[Stored data entries]
■ ■ ■ ■ ■ ■ ■

use crate::{
    device::AllowedIp, key::Key, Backend, Device, DeviceUpdate, InterfaceName, PeerConfig,
    PeerConfigBuilder, PeerInfo, PeerStats,
};
use netlink_packet_core::{
    NetlinkDeserializable, NetlinkMessage, NetlinkPayload, NetlinkSerializable, NLM_F_ACK,
    NLM_F_CREATE, NLM_F_DUMP, NLM_F_EXCL, NLM_F_REQUEST,
};
use netlink_packet_generic::GenlMessage;
use netlink_packet_route::{
    constants::*,
    link::{
        self,
        nlas::{Info, InfoKind},
    },
    LinkHeader, LinkMessage, RtnlMessage,
};
use netlink_packet_wireguard::{
    self,
    nlas::{WgAllowedIpAttrs, WgDeviceAttrs, WgDeviceFlags, WgPeerAttrs, WgPeerFlags},
    Wireguard, WireguardCmd,
};
use netlink_sys::{protocols::NETLINK_ROUTE, Socket};

use std::{convert::TryFrom, io};

macro_rules! get_nla_value {
    ($nlas:expr, $e:ident, $v:ident) => {
        $nlas.iter().find_map(|attr| match attr {
            $e::$v(value) => Some(value),
            _ => None,
        })
    };
}

impl TryFrom<Vec<WgAllowedIpAttrs>> for AllowedIp {
    type Error = io::Error;

    fn try_from(attrs: Vec<WgAllowedIpAttrs>) -> Result<Self, Self::Error> {
        let address = get_nla_value!(attrs, WgAllowedIpAttrs, IpAddr)
            .ok_or(io::ErrorKind::NotFound)?
            .clone();
        let cidr = *get_nla_value!(attrs, WgAllowedIpAttrs, Cidr).ok_or(io::ErrorKind::NotFound)?;
        Ok(AllowedIp { address, cidr })
    }
}

impl TryFrom<Vec<WgPeerAttrs>> for PeerInfo {
    type Error = io::Error;

    fn try_from(attrs: Vec<WgPeerAttrs>) -> Result<Self, Self::Error> {
        let public_key = get_nla_value!(attrs, WgPeerAttrs, PublicKey)
            .map(|key| Key(*key))
            .ok_or(io::ErrorKind::NotFound)?;
        let preshared_key = get_nla_value!(attrs, WgPeerAttrs, PresharedKey).map(|key| Key(*key));
        let endpoint = get_nla_value!(attrs, WgPeerAttrs, Endpoint).cloned();
        let persistent_keepalive_interval =
            get_nla_value!(attrs, WgPeerAttrs, PersistentKeepalive).cloned();
        let allowed_ips = get_nla_value!(attrs, WgPeerAttrs, AllowedIps)
            .cloned()
            .unwrap_or_default()
            .into_iter()
            .map(AllowedIp::try_from)
            .collect::<Result<Vec<_>, _>>()?;
        let last_handshake_time = get_nla_value!(attrs, WgPeerAttrs, LastHandshake).cloned();
        let rx_bytes = get_nla_value!(attrs, WgPeerAttrs, RxBytes)
            .cloned()
            .unwrap_or_default();
        let tx_bytes = get_nla_value!(attrs, WgPeerAttrs, TxBytes)
            .cloned()
            .unwrap_or_default();
        Ok(PeerInfo {
            config: PeerConfig {
                public_key,
                preshared_key,
                endpoint,
                persistent_keepalive_interval,
                allowed_ips,
                __cant_construct_me: (),
            },
            stats: PeerStats {
                last_handshake_time,
                rx_bytes,
                tx_bytes,
            },
        })
    }
}

impl TryFrom<&Wireguard> for Device {
    type Error = io::Error;

    fn try_from(wg: &Wireguard) -> Result<Self, Self::Error> {
        let name = get_nla_value!(wg.nlas, WgDeviceAttrs, IfName)
            .ok_or(io::ErrorKind::NotFound)?
            .parse()?;
        let public_key = get_nla_value!(wg.nlas, WgDeviceAttrs, PublicKey).map(|key| Key(*key));
        let private_key = get_nla_value!(wg.nlas, WgDeviceAttrs, PrivateKey).map(|key| Key(*key));
        let listen_port = get_nla_value!(wg.nlas, WgDeviceAttrs, ListenPort).cloned();
        let fwmark = get_nla_value!(wg.nlas, WgDeviceAttrs, Fwmark).cloned();
        let peers = get_nla_value!(wg.nlas, WgDeviceAttrs, Peers)
            .cloned()
            .unwrap_or_default()
            .into_iter()
            .map(PeerInfo::try_from)
            .collect::<Result<Vec<_>, _>>()?;
        Ok(Device {
            name,
            public_key,
            private_key,
            listen_port,
            fwmark,
            peers,
            linked_name: None,
            backend: Backend::Kernel,
            __cant_construct_me: (),
        })
    }
}

fn netlink_call<I>(message: I, flags: Option<u16>) -> Result<Vec<NetlinkMessage<I>>, io::Error>
where
    NetlinkPayload<I>: From<I>,
    I: Clone + std::fmt::Debug + Eq + NetlinkSerializable<I> + NetlinkDeserializable<I>,
{
    let mut req = NetlinkMessage::from(message);
    req.header.flags = flags.unwrap_or(NLM_F_REQUEST | NLM_F_ACK | NLM_F_EXCL | NLM_F_CREATE);
    req.finalize();
    let mut buf = [0; 4096];
    req.serialize(&mut buf);
    let len = req.buffer_len();

    let socket = Socket::new(NETLINK_ROUTE)?;
    let kernel_addr = netlink_sys::SocketAddr::new(0, 0);
    socket.connect(&kernel_addr)?;
    let n_sent = socket.send(&buf[..len], 0)?;
    if n_sent != len {
        return Err(io::Error::new(
            io::ErrorKind::UnexpectedEof,
            "failed to send netlink request",
        ));
    }

    let mut responses = vec![];
    loop {
        let n_received = socket.recv(&mut buf[..], 0)?;
        let mut offset = 0;
        loop {
            let bytes = &buf[offset..];
            let response = NetlinkMessage::<I>::deserialize(bytes)
                .map_err(|e| io::Error::new(io::ErrorKind::InvalidData, e))?;
            responses.push(response.clone());
            match response.payload {
                // We've parsed all parts of the response and can leave the loop.
                NetlinkPayload::Ack(_) | NetlinkPayload::Done => return Ok(responses),
                NetlinkPayload::Error(e) => return Err(e.into()),
                _ => {},
            }
            offset += response.header.length as usize;
            if offset == n_received || response.header.length == 0 {
                // We've fully parsed the datagram, but there may be further datagrams
                // with additional netlink response parts.
                break;
            }
        }
    }
}

pub fn enumerate() -> Result<Vec<InterfaceName>, io::Error> {
    let link_responses = netlink_call(
        RtnlMessage::GetLink(LinkMessage::default()),
        Some(NLM_F_DUMP | NLM_F_REQUEST),
    )?;
    let links = link_responses
        .into_iter()
        // Filter out non-link messages
        .filter_map(|response| match response {
            NetlinkMessage {
                payload: NetlinkPayload::InnerMessage(RtnlMessage::NewLink(link)),
                ..
            } => Some(link),
            _ => None,
        })
        .filter(|link| {
            for nla in link.nlas.iter() {
                if let link::nlas::Nla::Info(infos) = nla {
                    return infos.iter().any(|info| info == &Info::Kind(InfoKind::Wireguard));
                }
            }
            false
        })
        .filter_map(|link| {
            link.nlas.iter().find_map(|nla| match nla {
                link::nlas::Nla::IfName(name) => Some(name.clone()),
                _ => None,
            })
        })
        .filter_map(|name| name.parse().ok())
        .collect::<Vec<_>>();

    Ok(links)
}

pub fn get_by_name(name: &InterfaceName) -> Result<Device, io::Error> {
    let genlmsg: GenlMessage<Wireguard> = GenlMessage::from_payload(Wireguard {
        cmd: WireguardCmd::GetDevice,
        nlas: vec![WgDeviceAttrs::IfName(name.as_str_lossy().to_string())],
    });
    let responses = netlink_call(genlmsg, Some(NLM_F_REQUEST | NLM_F_ACK))?;

    let found_error = responses.iter().find_map(|msg| match msg.payload {
        NetlinkPayload::Error(ref e) => Some(e.clone()),
        _ => None,
    });
    if let Some(e) = found_error {
        return Err(e.to_io());
    }
    if responses.len() != 1 {
        return Err(io::Error::new(
            io::ErrorKind::InvalidData,
            "Unexpected number of messages from netlink response",
        ));
    }
    if let NetlinkPayload::InnerMessage(message) = &responses[0].payload {
        Device::try_from(&message.payload)
    } else {
        Err(io::Error::new(
            io::ErrorKind::InvalidData,
            "Unexpected number of messages from netlink response",
        ))
    }
}

/// Ensures a wireguard link with this name exists, creating it if absent.
/// Mirrors `ip link add <name> type wireguard`, tolerating a concurrent creation.
fn ensure_link(iface: &InterfaceName) -> io::Result<()> {
    let message = LinkMessage {
        header: LinkHeader::default(),
        nlas: vec![
            link::nlas::Nla::IfName(iface.as_str_lossy().to_string()),
            link::nlas::Nla::Info(vec![Info::Kind(InfoKind::Wireguard)]),
        ],
    };
    match netlink_call(
        RtnlMessage::NewLink(message),
        Some(NLM_F_REQUEST | NLM_F_ACK | NLM_F_CREATE | NLM_F_EXCL),
    ) {
        Ok(_) => Ok(()),
        Err(e) if e.raw_os_error() == Some(libc::EEXIST) => Ok(()),
        Err(e) => Err(e),
    }
}

fn peer_nlas(peer: &PeerConfigBuilder) -> Vec<WgPeerAttrs> {
    let mut flags = Vec::new();
    let mut nlas = vec![WgPeerAttrs::PublicKey(peer.public_key().0)];

    if peer.remove_me {
        flags.push(WgPeerFlags::RemoveMe);
        nlas.push(WgPeerAttrs::Flags(flags));
        return nlas;
    }

    if let Some(Key(k)) = peer.preshared_key {
        nlas.push(WgPeerAttrs::PresharedKey(k));
    }
    if let Some(endpoint) = peer.endpoint {
        nlas.push(WgPeerAttrs::Endpoint(endpoint));
    }
    if let Some(interval) = peer.persistent_keepalive_interval {
        nlas.push(WgPeerAttrs::PersistentKeepalive(interval));
    }
    if peer.replace_allowed_ips {
        flags.push(WgPeerFlags::ReplaceAllowedIps);
    }
    if !peer.allowed_ips.is_empty() {
        let allowed_ips = peer
            .allowed_ips
            .iter()
            .map(|ip| {
                vec![
                    WgAllowedIpAttrs::Family(match ip.address {
                        std::net::IpAddr::V4(_) => libc::AF_INET as u16,
                        std::net::IpAddr::V6(_) => libc::AF_INET6 as u16,
                    }),
                    WgAllowedIpAttrs::IpAddr(ip.address),
                    WgAllowedIpAttrs::Cidr(ip.cidr),
                ]
            })
            .collect();
        nlas.push(WgPeerAttrs::AllowedIps(allowed_ips));
    }
    if !flags.is_empty() {
        nlas.push(WgPeerAttrs::Flags(flags));
    }
    nlas
}

pub fn apply(builder: &DeviceUpdate, iface: &InterfaceName) -> io::Result<()> {
    ensure_link(iface)?;

    let mut device_flags = Vec::new();
    let mut nlas = vec![WgDeviceAttrs::IfName(iface.as_str_lossy().to_string())];

    if let Some(Key(k)) = builder.private_key {
        nlas.push(WgDeviceAttrs::PrivateKey(k));
        device_flags.push(WgDeviceFlags::HasPrivateKey);
    }
    if let Some(Key(k)) = builder.public_key {
        nlas.push(WgDeviceAttrs::PublicKey(k));
    }
    if let Some(f) = builder.fwmark {
        nlas.push(WgDeviceAttrs::Fwmark(f));
    }
    if let Some(port) = builder.listen_port {
        nlas.push(WgDeviceAttrs::ListenPort(port));
    }
    if builder.replace_peers {
        device_flags.push(WgDeviceFlags::ReplacePeers);
    }
    if !builder.peers.is_empty() {
        nlas.push(WgDeviceAttrs::Peers(
            builder.peers.iter().map(peer_nlas).collect(),
        ));
    }
    if !device_flags.is_empty() {
        nlas.push(WgDeviceAttrs::Flags(device_flags));
    }

    let genlmsg: GenlMessage<Wireguard> = GenlMessage::from_payload(Wireguard {
        cmd: WireguardCmd::SetDevice,
        nlas,
    });
    netlink_call(genlmsg, Some(NLM_F_REQUEST | NLM_F_ACK)).map(drop)
}

pub fn delete_interface(iface: &InterfaceName) -> io::Result<()> {
    let name = iface.as_str_lossy();
    let link_responses = netlink_call(
        RtnlMessage::GetLink(LinkMessage::default()),
        Some(NLM_F_DUMP | NLM_F_REQUEST),
    )?;
    let index = link_responses
        .into_iter()
        .filter_map(|response| match response {
            NetlinkMessage {
                payload: NetlinkPayload::InnerMessage(RtnlMessage::NewLink(link)),
                ..
            } => Some(link),
            _ => None,
        })
        .find(|link| {
            link.nlas
                .iter()
                .any(|nla| matches!(nla, link::nlas::Nla::IfName(n) if n == name.as_ref()))
        })
        .map(|link| link.header.index);

    let Some(index) = index else {
        return Ok(());
    };

    let message = LinkMessage {
        header: LinkHeader {
            index,
            ..Default::default()
        },
        nlas: vec![],
    };
    netlink_call(RtnlMessage::DelLink(message), None).map(drop)
}

#[cfg(test)]
mod tests {
    use super::*;

    #[test]
    fn allowed_ip_roundtrips_through_nlas() {
        let attrs = vec![
            WgAllowedIpAttrs::Family(libc::AF_INET as u16),
            WgAllowedIpAttrs::IpAddr("10.0.0.1".parse().unwrap()),
            WgAllowedIpAttrs::Cidr(32),
        ];
        let ip = AllowedIp::try_from(attrs).unwrap();
        assert_eq!(ip.address, "10.0.0.1".parse::<std::net::IpAddr>().unwrap());
        assert_eq!(ip.cidr, 32);
    }

    #[test]
    fn allowed_ip_missing_address_is_rejected() {
        let attrs = vec![WgAllowedIpAttrs::Cidr(32)];
        assert!(AllowedIp::try_from(attrs).is_err());
    }
}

■ ■ ■ ■ ■ ■ ■

Work order >> Check every line of the entries above, and copy those that carry the string "InfoKind".

Result for this exercise >>
        nlas::{Info, InfoKind},
                    return infos.iter().any(|info| info == &Info::Kind(InfoKind::Wireguard));
            link::nlas::Nla::Info(vec![Info::Kind(InfoKind::Wireguard)]),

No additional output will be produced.